» **WHAT IS BEING ASKED**
Are you able to retype all the records below exactly?

» **EXERCISE MATERIAL**
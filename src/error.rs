//! Error taxonomy for the inverse-solution pipeline.
//!
//! Every failure names the violated invariant with the offending
//! counts/names so that mis-paired forward/covariance/data triples can be
//! diagnosed from the message alone. Errors are surfaced immediately; no
//! operation retries or returns partial results.
use thiserror::Error;

/// Crate-wide result alias.
pub type Result<T> = std::result::Result<T, MinvError>;

/// All errors produced by this crate.
#[derive(Debug, Error)]
pub enum MinvError {
    /// Sensor/vertex/channel count or ordering disagreement between
    /// cooperating objects (forward vs. covariance, operator vs. data, …).
    #[error("dimension mismatch: {0}")]
    DimensionMismatch(String),

    /// Out-of-domain scalar parameter (λ² ≤ 0, loose outside (0, 1],
    /// invalid depth exponent, …).
    #[error("invalid parameter: {0}")]
    InvalidParameter(String),

    /// Decomposition failure or a covariance that is not positive
    /// definite after regularization and eigenvalue clipping.
    #[error("numerical failure: {0}")]
    Numerical(String),

    /// Out-of-bounds sample window on a raw segment.
    #[error("sample range out of bounds: {0}")]
    Range(String),

    /// Arithmetic between source estimates with differing vertex sets or
    /// time bases.
    #[error("incompatible source estimates: {0}")]
    IncompatibleEstimate(String),

    /// Malformed or missing input data (absent channel type, empty label
    /// intersection, truncated file, …).
    #[error("invalid input: {0}")]
    InvalidInput(String),

    #[error("i/o error: {0}")]
    Io(#[from] std::io::Error),
}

» **EXERCISE SOLUTION**
filename src/error.rs
//! Error taxonomy for the inverse-solution pipeline.
//!
//! Every failure names the violated invariant with the offending
//! counts/names so that mis-paired forward/covariance/data triples can be
//! diagnosed from the message alone. Errors are surfaced immediately; no
//! operation retries or returns partial results.
use thiserror::Error;

/// Crate-wide result alias.
pub type Result<T> = std::result::Result<T, MinvError>;

/// All errors produced by this crate.
#[derive(Debug, Error)]
pub enum MinvError {
    /// Sensor/vertex/channel count or ordering disagreement between
    /// cooperating objects (forward vs. covariance, operator vs. data, …).
    #[error("dimension mismatch: {0}")]
    DimensionMismatch(String),

    /// Out-of-domain scalar parameter (λ² ≤ 0, loose outside (0, 1],
    /// invalid depth exponent, …).
    #[error("invalid parameter: {0}")]
    InvalidParameter(String),

    /// Decomposition failure or a covariance that is not positive
    /// definite after regularization and eigenvalue clipping.
    #[error("numerical failure: {0}")]
    Numerical(String),

    /// Out-of-bounds sample window on a raw segment.
    #[error("sample range out of bounds: {0}")]
    Range(String),

    /// Arithmetic between source estimates with differing vertex sets or
    /// time bases.
    #[error("incompatible source estimates: {0}")]
    IncompatibleEstimate(String),

    /// Malformed or missing input data (absent channel type, empty label
    /// intersection, truncated file, …).
    #[error("invalid input: {0}")]
    InvalidInput(String),

    #[error("i/o error: {0}")]
    Io(#[from] std::io::Error),
}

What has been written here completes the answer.